How to choose the right community for your cannabis business
This article is the second in a series called, “So you want to start a canna biz?” created in partnership with Good Tree Capital. Today, we’ll focus on picking the right place for your weed business.
How to choose a place for your cannabis business in 3 steps:
- Determine where you’re allowed to go
- Learn about the fabric of the community
- Make a plan that’s sustainable in the location
The first step to determining where you go is to know where you’re allowed to go.
While a growing number of states are legalizing medical and adult-use cannabis, it is ultimately the municipality that determines whether cannabis operators can set up shop in their county, city, town, or village.
a political unit with corporate status and powers of self-government
There’s also variance among municipalities that opt-in to legal cannabis sales. Some permit all types of cannabis operations, while others are more restrictive – only allowing business-to-business (B2B) operators such as cultivators or distributors to do business.
Local government will play a role in determining if and how your business operates, so get to know your city managers, town council members and the zoning authority. Ultimately, they must feel confident that your business will be an asset to the community.
Government leaders will have practical considerations, such as:
- Does your location meet all local zoning ordinances?
- Does your security plan protect against thieves and violent criminals?
- Will your proposed location create traffic congestion?
- How will you protect against illegal (underaged) access to your product?
And they also have principled considerations that become considerations for you as a cannabis entrepreneur:
- Are you a member of the community vs. an out-of-state company seeking expansion?
- Will you invest in programs that benefit the community vs. taking your profits elsewhere?
- Will you promote responsible cannabis consumption vs. seeking only to maximize your profits?
- Will you employ local residents vs. hiring externally?
Secondly, remember: the people, businesses, and trends that make up the fabric of your community will be intertwined into how you build and operate your business.
This underscores one of the most important factors you must consider when selecting your community—the people who make up its population. At the most basic level, this means you must investigate general demographic statistics about the population, including information about gender, racial, and generational make-up.
The community’s economic profile is also vital. It is important to understand the statistics on employment, education, income and other relevant socioeconomic factors. It may be an area with a thriving economy and flourishing resources or one of the many disproportionately impacted areas (DIA) blighted by the war on drugs.
Years of harsh criminalization of cannabis have caused astronomical rates of imprisonment, economic disinvestment, and decades of generational trauma.
This explains why the principles of social equity are increasingly ingrained in the emergence of the cannabis industry. And this reality represents the opportunity, challenge, and responsibility for your business to create economic value for all stakeholders—including owners, customers, employees, and suppliers. Indeed, the entire community.
By thinking critically about operating your business in a way that creates value for the entire community, you can create a virtuous cycle. Once you select an area to set up shop, you’ll be there for the long run.

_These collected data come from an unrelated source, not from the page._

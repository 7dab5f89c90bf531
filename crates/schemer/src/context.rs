//! Evaluation context configuration

/// Configuration for evaluation.
///
/// This is passed through evaluation calls and controls tracing and the
/// optional bound on the continuation stack.
#[derive(Debug, Clone, Default)]
pub struct EvalContext {
    /// Maximum continuation-stack depth; `None` leaves it unbounded
    pub max_stack_depth: Option<usize>,

    /// Whether to trace evaluation (for debugging)
    pub trace: bool,
}

impl EvalContext {
    /// Create a new context with default settings.
    pub fn new() -> Self {
        Self::default()
    }

    /// Create a context that fails with `StackOverflow` once more than
    /// `max_depth` continuation frames are pending.
    pub fn with_max_stack_depth(max_depth: usize) -> Self {
        Self {
            max_stack_depth: Some(max_depth),
            ..Default::default()
        }
    }

    /// Enable or disable per-step tracing.
    pub fn with_trace(mut self, trace: bool) -> Self {
        self.trace = trace;
        self
    }
}
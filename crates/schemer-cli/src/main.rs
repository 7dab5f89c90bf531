//! Schemer batch runner
//!
//! Evaluates a file, inline expressions, or standard input, printing the
//! written form of each top-level result. The first failure ends the run.

use std::io::{self, Read, Write};
use std::path::PathBuf;
use std::process::ExitCode;

use anyhow::Context;
use clap::Parser;
use schemer::{parse_top_level, Environment, EvalContext, Reader, SchemeError};
use tracing_subscriber::{fmt, prelude::*, EnvFilter};

/// Run Scheme programs.
#[derive(Debug, Parser)]
#[command(name = "schemer", version, about)]
struct Cli {
    /// Source file to run; standard input when omitted and no -e is given
    file: Option<PathBuf>,

    /// Evaluate an expression (repeatable, runs before FILE)
    #[arg(short, long = "eval", value_name = "EXPR")]
    eval: Vec<String>,

    /// Log every evaluate/apply step
    #[arg(long)]
    trace: bool,

    /// Fail once this many continuation frames are pending
    #[arg(long, value_name = "N")]
    max_stack_depth: Option<usize>,

    /// Do not print results
    #[arg(short, long)]
    quiet: bool,
}

fn main() -> ExitCode {
    let cli = Cli::parse();
    init_tracing(cli.trace);

    match run(&cli) {
        Ok(code) => ExitCode::from(code),
        Err(err) => {
            eprintln!("{:#}", err);
            ExitCode::FAILURE
        }
    }
}

fn init_tracing(trace: bool) {
    let default = if trace { "trace" } else { "warn" };
    let filter = EnvFilter::try_from_default_env().unwrap_or_else(|_| EnvFilter::new(default));
    tracing_subscriber::registry()
        .with(fmt::layer().with_writer(io::stderr).with_target(true))
        .with(filter)
        .init();
}

/// Evaluate every source in order; the exit status on success.
fn run(cli: &Cli) -> anyhow::Result<u8> {
    let ctx = EvalContext {
        max_stack_depth: cli.max_stack_depth,
        trace: cli.trace,
    };
    let env = Environment::global();

    let mut sources = cli.eval.clone();
    match &cli.file {
        Some(path) => sources.push(
            std::fs::read_to_string(path)
                .with_context(|| format!("reading {}", path.display()))?,
        ),
        None if cli.eval.is_empty() => {
            let mut input = String::new();
            io::stdin()
                .read_to_string(&mut input)
                .context("reading standard input")?;
            sources.push(input);
        }
        None => {}
    }

    let mut out = io::stdout().lock();
    for source in &sources {
        match run_source(source, &env, &ctx, cli.quiet, &mut out) {
            Ok(()) => {}
            Err(err) => match err.downcast_ref::<SchemeError>().and_then(SchemeError::exit_code) {
                Some(code) => {
                    tracing::debug!(code, "exiting");
                    return Ok(u8::try_from(code).unwrap_or(1));
                }
                None => return Err(err),
            },
        }
    }
    Ok(0)
}

fn run_source(
    source: &str,
    env: &Environment,
    ctx: &EvalContext,
    quiet: bool,
    out: &mut impl Write,
) -> anyhow::Result<()> {
    for datum in Reader::new(source) {
        let expr = parse_top_level(&datum.map_err(SchemeError::from)?)
            .map_err(SchemeError::from)?;
        let value = schemer::evaluate_with(&expr, env, ctx).map_err(SchemeError::from)?;
        if !quiet && !value.is_void() {
            writeln!(out, "{:?}", value).context("writing result")?;
        }
    }
    Ok(())
}
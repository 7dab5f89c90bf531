//! One lexical scope level

use std::cell::RefCell;

use indexmap::IndexMap;

use super::Environment;
use crate::symbol::Symbol;
use crate::value::Value;

/// A binding map plus a link to the enclosing scope.
///
/// Bindings keep definition order so inspection lists them the way they
/// were written.
pub(super) struct Frame {
    bindings: RefCell<IndexMap<Symbol, Value>>,
    parent: Option<Environment>,
}

impl Frame {
    pub(super) fn new(parent: Option<Environment>) -> Self {
        Self {
            bindings: RefCell::new(IndexMap::new()),
            parent,
        }
    }

    pub(super) fn parent(&self) -> Option<&Environment> {
        self.parent.as_ref()
    }

    pub(super) fn lookup(&self, name: &Symbol) -> Option<Value> {
        self.bindings.borrow().get(name).cloned()
    }

    pub(super) fn contains(&self, name: &Symbol) -> bool {
        self.bindings.borrow().contains_key(name)
    }

    /// Add or overwrite; an overwritten binding keeps its position.
    pub(super) fn insert(&self, name: Symbol, value: Value) {
        self.bindings.borrow_mut().insert(name, value);
    }

    pub(super) fn names(&self) -> Vec<Symbol> {
        self.bindings.borrow().keys().cloned().collect()
    }
}
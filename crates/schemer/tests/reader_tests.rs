//! Reader tests

use pretty_assertions::assert_eq;
use schemer::reader::MAX_NESTING;
use schemer::*;

fn read_one(source: &str) -> Datum {
    let mut data = read_all(source).unwrap();
    assert_eq!(data.len(), 1, "expected one datum in {:?}", source);
    data.remove(0)
}

fn written(source: &str) -> String {
    read_one(source).write_string()
}

fn read_err(source: &str) -> SyntaxError {
    read_all(source).unwrap_err()
}

// ═══════════════════════════════════════════════════════════════════════
// Round Trips
// ═══════════════════════════════════════════════════════════════════════

#[test]
fn test_atoms_round_trip() {
    for source in ["42", "-3.14", "0.5", "#t", "#f", "foo", "\"a \\\"b\\\" \\\\\""] {
        assert_eq!(written(source), source);
    }
}

#[test]
fn test_characters_round_trip() {
    for source in [r"#\a", r"#\Z", r"#\space", r"#\newline", r"#\)"] {
        assert_eq!(written(source), source);
    }
}

#[test]
fn test_lists_round_trip() {
    for source in ["()", "(a b c)", "(a (b (c)) d)", "(a . b)", "(a b . c)", "((a . b) . (c))"] {
        let expected = if source == "((a . b) . (c))" {
            "((a . b) c)"
        } else {
            source
        };
        assert_eq!(written(source), expected);
    }
}

#[test]
fn test_vectors_round_trip() {
    assert_eq!(written("#()"), "#()");
    assert_eq!(written("#(1 \"two\" (3) #(4))"), "#(1 \"two\" (3) #(4))");
}

#[test]
fn test_case_folding_and_normalisation() {
    assert_eq!(written("(DEFINE X +5)"), "(define x 5)");
    assert_eq!(written("(  a\n\tb ; note\n )"), "(a b)");
}

// ═══════════════════════════════════════════════════════════════════════
// Structure
// ═══════════════════════════════════════════════════════════════════════

#[test]
fn test_proper_list_structure() {
    let list = read_one("(1 2 3)");
    assert!(list.is_list());
    let items: Vec<Value> = list.iter().collect();
    assert_eq!(
        items,
        vec![Value::Number(1.0), Value::Number(2.0), Value::Number(3.0)]
    );
}

#[test]
fn test_dotted_tail() {
    let dotted = read_one("(1 . 2)");
    assert!(!dotted.is_list());
    let pair = dotted.as_pair().unwrap();
    assert_eq!(pair.car(), Value::Number(1.0));
    assert_eq!(pair.cdr(), Value::Number(2.0));
}

#[test]
fn test_abbreviation_expands_to_list() {
    let quoted = read_one("'x");
    let items: Vec<Value> = quoted.iter().collect();
    assert_eq!(items, vec![Value::symbol("quote"), Value::symbol("x")]);
    assert_eq!(quoted.write_string(), "'x");
}

#[test]
fn test_all_abbreviations_round_trip() {
    for source in ["'a", "`a", ",a", ",@a", "#'a", "#`a", "#,a", "#,@a", "'(1 ,x)"] {
        assert_eq!(written(source), source);
    }
    assert_eq!(written("(quasiquote x)"), "`x");
}

#[test]
fn test_symbols_are_interned_across_data() {
    let data = read_all("foo FOO").unwrap();
    let a = data[0].as_symbol().unwrap();
    let b = data[1].as_symbol().unwrap();
    assert_eq!(a, b);
}

#[test]
fn test_reader_iterates_data() {
    let mut reader = Reader::new("1 (2) #(3)");
    assert_eq!(reader.next_datum().unwrap(), Some(Value::Number(1.0)));
    assert_eq!(reader.next_datum().unwrap().unwrap().write_string(), "(2)");
    assert_eq!(reader.next_datum().unwrap().unwrap().write_string(), "#(3)");
    assert_eq!(reader.next_datum().unwrap(), None);
    assert!(reader.next().is_none());
}

#[test]
fn test_reader_from_chars() {
    let source = String::from("(a b)");
    let mut reader = Reader::from_chars(source.chars());
    assert_eq!(reader.next_datum().unwrap().unwrap().write_string(), "(a b)");
}

// ═══════════════════════════════════════════════════════════════════════
// Errors
// ═══════════════════════════════════════════════════════════════════════

#[test]
fn test_stray_close_paren() {
    assert_eq!(read_err(")"), SyntaxError::UnexpectedToken(")".to_string()));
}

#[test]
fn test_stray_dot() {
    assert_eq!(read_err("."), SyntaxError::UnexpectedToken(".".to_string()));
    assert_eq!(
        read_err("( . a)"),
        SyntaxError::UnexpectedToken(".".to_string())
    );
    assert_eq!(
        read_err("#(a . b)"),
        SyntaxError::UnexpectedToken(".".to_string())
    );
}

#[test]
fn test_dotted_tail_needs_close_paren() {
    assert_eq!(
        read_err("(a . b c)"),
        SyntaxError::ExpectedCloseParen("c".to_string())
    );
}

#[test]
fn test_unterminated_forms() {
    assert_eq!(read_err("(a b"), SyntaxError::UnexpectedEof);
    assert_eq!(read_err("#(1 2"), SyntaxError::UnexpectedEof);
    assert_eq!(read_err("(a . "), SyntaxError::UnexpectedEof);
    assert_eq!(read_err("'"), SyntaxError::UnexpectedEof);
}

#[test]
fn test_data_before_error_are_read() {
    let mut reader = Reader::new("ok )");
    assert_eq!(reader.next_datum().unwrap(), Some(Value::symbol("ok")));
    assert!(reader.next_datum().is_err());
}

// ═══════════════════════════════════════════════════════════════════════
// Nesting Depth
// ═══════════════════════════════════════════════════════════════════════

fn nested(depth: usize) -> String {
    format!("'{}{}", "(".repeat(depth), ")".repeat(depth))
}

#[test]
fn test_deep_nesting_is_a_syntax_error() {
    assert_eq!(
        read_err(&nested(10_000)),
        SyntaxError::NestingTooDeep { limit: MAX_NESTING }
    );
}

#[test]
fn test_nesting_up_to_limit_reads() {
    // The quote counts as one level
    let source = nested(MAX_NESTING - 1);
    assert_eq!(written(&source), source);
    assert!(read_all(&nested(MAX_NESTING)).is_err());
}

#[test]
fn test_deep_vectors_and_quotes_count() {
    let vectors = format!("{}{}", "#(".repeat(MAX_NESTING + 1), ")".repeat(MAX_NESTING + 1));
    assert!(matches!(
        read_err(&vectors),
        SyntaxError::NestingTooDeep { .. }
    ));
    let quotes = format!("{}x", "'".repeat(MAX_NESTING + 1));
    assert!(matches!(read_err(&quotes), SyntaxError::NestingTooDeep { .. }));
}

#[test]
fn test_reading_continues_after_nested_datum() {
    let data = read_all("((a) #(b (c))) 'd").unwrap();
    assert_eq!(data.len(), 2);
    assert_eq!(data[0].write_string(), "((a) #(b (c)))");
    assert_eq!(data[1].write_string(), "'d");
}

#[test]
fn test_non_finite_numbers_round_trip() {
    assert_eq!(written("(+inf.0 -inf.0 +nan.0)"), "(+inf.0 -inf.0 +nan.0)");
}
//! Environment tests

use pretty_assertions::assert_eq;
use schemer::value::{Arity, Primitive};
use schemer::*;

fn sym(name: &str) -> Symbol {
    Symbol::intern(name)
}

fn unbound(name: &str) -> EnvironmentError {
    EnvironmentError::UnboundVariable {
        name: name.to_string(),
    }
}

// ═══════════════════════════════════════════════════════════════════════
// Basic Operations
// ═══════════════════════════════════════════════════════════════════════

#[test]
fn test_environment_new_is_empty() {
    let env = Environment::new();
    assert!(env.names_in_current_frame().is_empty());
    assert_eq!(env.depth(), 1); // Root frame
    assert!(env.parent().is_none());
}

#[test]
fn test_environment_define_and_get() {
    let env = Environment::new();
    env.define("x", Value::Number(42.0));

    assert_eq!(env.get(&sym("x")), Ok(Value::Number(42.0)));
    assert_eq!(env.get(&sym("y")), Err(unbound("y")));
    assert!(env.contains("x"));
    assert!(!env.contains("y"));
}

#[test]
fn test_environment_define_overwrites() {
    let env = Environment::new();
    env.define("a", Value::Number(1.0));
    env.define("b", Value::Number(2.0));
    env.define("a", Value::Number(3.0));

    assert_eq!(env.get(&sym("a")), Ok(Value::Number(3.0)));
    assert_eq!(env.names_in_current_frame(), vec![sym("a"), sym("b")]);
}

// ═══════════════════════════════════════════════════════════════════════
// Scoping and Shadowing
// ═══════════════════════════════════════════════════════════════════════

#[test]
fn test_environment_extend() {
    let global = Environment::new();
    global.define("x", Value::Number(1.0));

    let local = global.extend();
    local.define("y", Value::Number(2.0));

    assert_eq!(local.depth(), 2);
    assert!(local.parent().unwrap().ptr_eq(&global));
    assert_eq!(local.get(&sym("x")), Ok(Value::Number(1.0)));
    assert_eq!(local.get(&sym("y")), Ok(Value::Number(2.0)));
    assert!(global.get(&sym("y")).is_err()); // y is local
}

#[test]
fn test_environment_shadowing() {
    let global = Environment::new();
    global.define("x", Value::Number(1.0));

    let local = global.extend();
    local.define("x", Value::Number(10.0)); // Shadow outer x

    assert_eq!(local.get(&sym("x")), Ok(Value::Number(10.0)));
    assert_eq!(global.get(&sym("x")), Ok(Value::Number(1.0)));
}

#[test]
fn test_environment_nested_scopes() {
    let a = Environment::new();
    a.define("a", Value::Number(1.0));
    let b = a.extend();
    b.define("b", Value::Number(2.0));
    let c = b.extend();
    c.define("c", Value::Number(3.0));

    assert_eq!(c.depth(), 3);
    assert!(c.contains("a"));
    assert!(c.contains("b"));
    assert!(c.contains("c"));
    assert!(!b.contains("c"));
    assert!(c.contains_in_current_frame("c"));
    assert!(!c.contains_in_current_frame("a"));
}

#[test]
fn test_clones_share_frame() {
    let env = Environment::new();
    let alias = env.clone();
    alias.define("shared", Value::Boolean(true));

    assert!(env.ptr_eq(&alias));
    assert_eq!(env.get(&sym("shared")), Ok(Value::Boolean(true)));
    assert!(!env.ptr_eq(&Environment::new()));
}

// ═══════════════════════════════════════════════════════════════════════
// Definition versus Assignment
// ═══════════════════════════════════════════════════════════════════════

#[test]
fn test_assign_updates_nearest_binding() {
    let global = Environment::new();
    global.define("x", Value::Number(1.0));
    let local = global.extend();

    local.assign(&sym("x"), Value::Number(2.0)).unwrap();

    assert_eq!(global.get(&sym("x")), Ok(Value::Number(2.0)));
    assert!(!local.contains_in_current_frame("x"));
}

#[test]
fn test_assign_unbound_fails() {
    let env = Environment::new().extend();
    assert_eq!(
        env.assign(&sym("nowhere"), Value::Null),
        Err(unbound("nowhere"))
    );
}

#[test]
fn test_set_with_definition_flag() {
    let global = Environment::new();
    global.define("x", Value::Number(1.0));
    let local = global.extend();

    local.set(&sym("x"), Value::Number(5.0), true).unwrap();
    assert_eq!(local.get(&sym("x")), Ok(Value::Number(5.0)));
    assert_eq!(global.get(&sym("x")), Ok(Value::Number(1.0)));

    local.set(&sym("x"), Value::Number(6.0), false).unwrap();
    assert_eq!(local.get(&sym("x")), Ok(Value::Number(6.0)));
    assert_eq!(global.get(&sym("x")), Ok(Value::Number(1.0)));

    assert_eq!(
        local.set(&sym("fresh"), Value::Null, false),
        Err(unbound("fresh"))
    );
    assert!(local.set(&sym("fresh"), Value::Null, true).is_ok());
}

// ═══════════════════════════════════════════════════════════════════════
// Prelude and Global Environment
// ═══════════════════════════════════════════════════════════════════════

#[test]
fn test_prelude_binds_primitives() {
    let env = Environment::with_prelude();
    for name in ["+", "-", "*", "/", "=", "cons", "car", "cdr", "display", "exit"] {
        let value = env.get(&sym(name)).unwrap();
        assert!(value.is_procedure(), "{} should be a procedure", name);
    }
    assert_eq!(env.names_in_current_frame().len(), 10);
}

#[test]
fn test_define_primitive() {
    let env = Environment::new();
    env.define_primitive(Primitive::new("twice", Arity::exactly(1), |args| {
        Ok(Value::Number(args[0].as_number()? * 2.0))
    }));
    assert_eq!(eval_str("(twice 21)", &env), Ok(Value::Number(42.0)));
}

#[test]
fn test_global_is_shared_within_thread() {
    let first = Environment::global();
    let second = Environment::global();
    assert!(first.ptr_eq(&second));
    assert!(first.contains("car"));

    first.define("global-test-marker", Value::Number(1.0));
    assert!(second.contains("global-test-marker"));
}

#[test]
fn test_debug_lists_current_frame() {
    let env = Environment::new();
    env.define("x", Value::Null);
    let debug = format!("{:?}", env);
    assert!(debug.contains("depth: 1"));
    assert!(debug.contains("x"));
}
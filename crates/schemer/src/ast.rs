//! Abstract syntax tree produced by the parser
//!
//! Nodes are immutable once built. Compound nodes sit behind `Rc` so that
//! continuation frames and closures can hold them without copying.

use std::rc::Rc;

use crate::symbol::Symbol;
use crate::value::Value;

/// An expression ready for evaluation.
#[derive(Debug, Clone)]
pub enum Expression {
    /// Self-evaluating datum or `(quote datum)`
    Literal(Value),

    /// Reference to a binding
    Variable(Symbol),

    /// `define` or `set!`
    Assignment(Rc<Assignment>),

    /// `if`
    Conditional(Rc<Conditional>),

    /// `lambda`
    Lambda(Rc<Lambda>),

    /// Application of a procedure to arguments
    ProcedureCall(Rc<ProcedureCall>),

    /// `begin`, or a multi-expression body
    Sequence(Rc<Sequence>),
}

impl Expression {
    /// True for a definition, or a sequence made only of definitions.
    pub fn is_definition(&self) -> bool {
        match self {
            Expression::Assignment(a) => a.is_definition,
            Expression::Sequence(s) => s.is_definition,
            _ => false,
        }
    }

    /// Short name of the node kind, for tracing.
    pub fn kind(&self) -> &'static str {
        match self {
            Expression::Literal(_) => "literal",
            Expression::Variable(_) => "variable",
            Expression::Assignment(a) if a.is_definition => "definition",
            Expression::Assignment(_) => "assignment",
            Expression::Conditional(_) => "conditional",
            Expression::Lambda(_) => "lambda",
            Expression::ProcedureCall(_) => "call",
            Expression::Sequence(_) => "sequence",
        }
    }
}

/// Binding a value to a symbol.
#[derive(Debug)]
pub struct Assignment {
    /// Symbol being bound or updated
    pub destination: Symbol,

    /// Expression producing the value
    pub source: Expression,

    /// `define` (true) or `set!` (false)
    pub is_definition: bool,
}

/// Two- or three-armed conditional.
#[derive(Debug)]
pub struct Conditional {
    /// Condition; anything but `#f` selects the consequent
    pub test: Expression,

    /// Taken when the test is true
    pub consequent: Expression,

    /// Taken when the test is `#f`; absent means the result is void
    pub alternate: Option<Expression>,
}

/// A procedure literal.
#[derive(Debug)]
pub struct Lambda {
    /// Parameter list
    pub formals: Formals,

    /// Body, a [`Sequence`] when more than one expression was written
    pub body: Expression,
}

/// Required parameters plus an optional rest parameter.
#[derive(Debug, Clone, Default)]
pub struct Formals {
    /// Bound positionally
    pub parameters: Vec<Symbol>,

    /// Bound to the list of leftover arguments
    pub rest: Option<Symbol>,
}

impl Formals {
    /// Number of arguments that must be supplied.
    pub fn required(&self) -> usize {
        self.parameters.len()
    }

    /// Whether extra arguments are collected into a list.
    pub fn is_variadic(&self) -> bool {
        self.rest.is_some()
    }
}

/// `(procedure argument...)`
#[derive(Debug)]
pub struct ProcedureCall {
    /// Expression in operator position
    pub procedure: Expression,

    /// Operand expressions, evaluated left to right
    pub arguments: Vec<Expression>,
}

/// Expressions evaluated in order; the last one supplies the value.
#[derive(Debug)]
pub struct Sequence {
    /// Never empty
    pub expressions: Vec<Expression>,

    /// Every member is a definition
    pub is_definition: bool,
}

impl Sequence {
    /// Build a sequence, computing its definition flag.
    pub fn new(expressions: Vec<Expression>) -> Self {
        let is_definition = expressions.iter().all(Expression::is_definition);
        Self {
            expressions,
            is_definition,
        }
    }
}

So as your local economy thrives, your profits thrive. As your neighborhood grows, your company grows. Investing in the community, whether through supporting community-based organizations, creating social engagement programs, or making regular charitable contributions, is intrinsically investing in your business.
And finally, beware: the cost and the ability to sustain the cost of a location until the business is licensed and operating is often a very limiting factor for an aspiring cannabis business owner.
Cultivators may want to look for property in low-cost, low-population density areas. This goes for manufacturers and distributors and any other B2B cannabis businesses.
Dispensaries need to be where their customers are, and perhaps face the toughest challenge finding a compliant location. Strict regulatory limitations on where dispensaries can locate increase costs and decrease qualified locations.
However, the cost of real estate is just one part of the equation. Many states require that a cannabis business must secure real estate before obtaining their state license or permit to operate.
For example, in the Commonwealth of Massachusetts, an applicant must be able to prove to the government that they have premises (real property) that satisfy all legal requirements for their specific type of license.
This creates an obvious risk because many cannabis tenants may never be granted a license. States like Illinois are starting to move away from these practices. Either way, you should do whatever you can to both lower the cost of your real estate and delay payments until your business is generating revenue.
The process of opening a cannabis business definitely isn’t easy. Finding the right community for your canna-biz will require your patience and hard work. However, your determination will result in the success of your business and your community.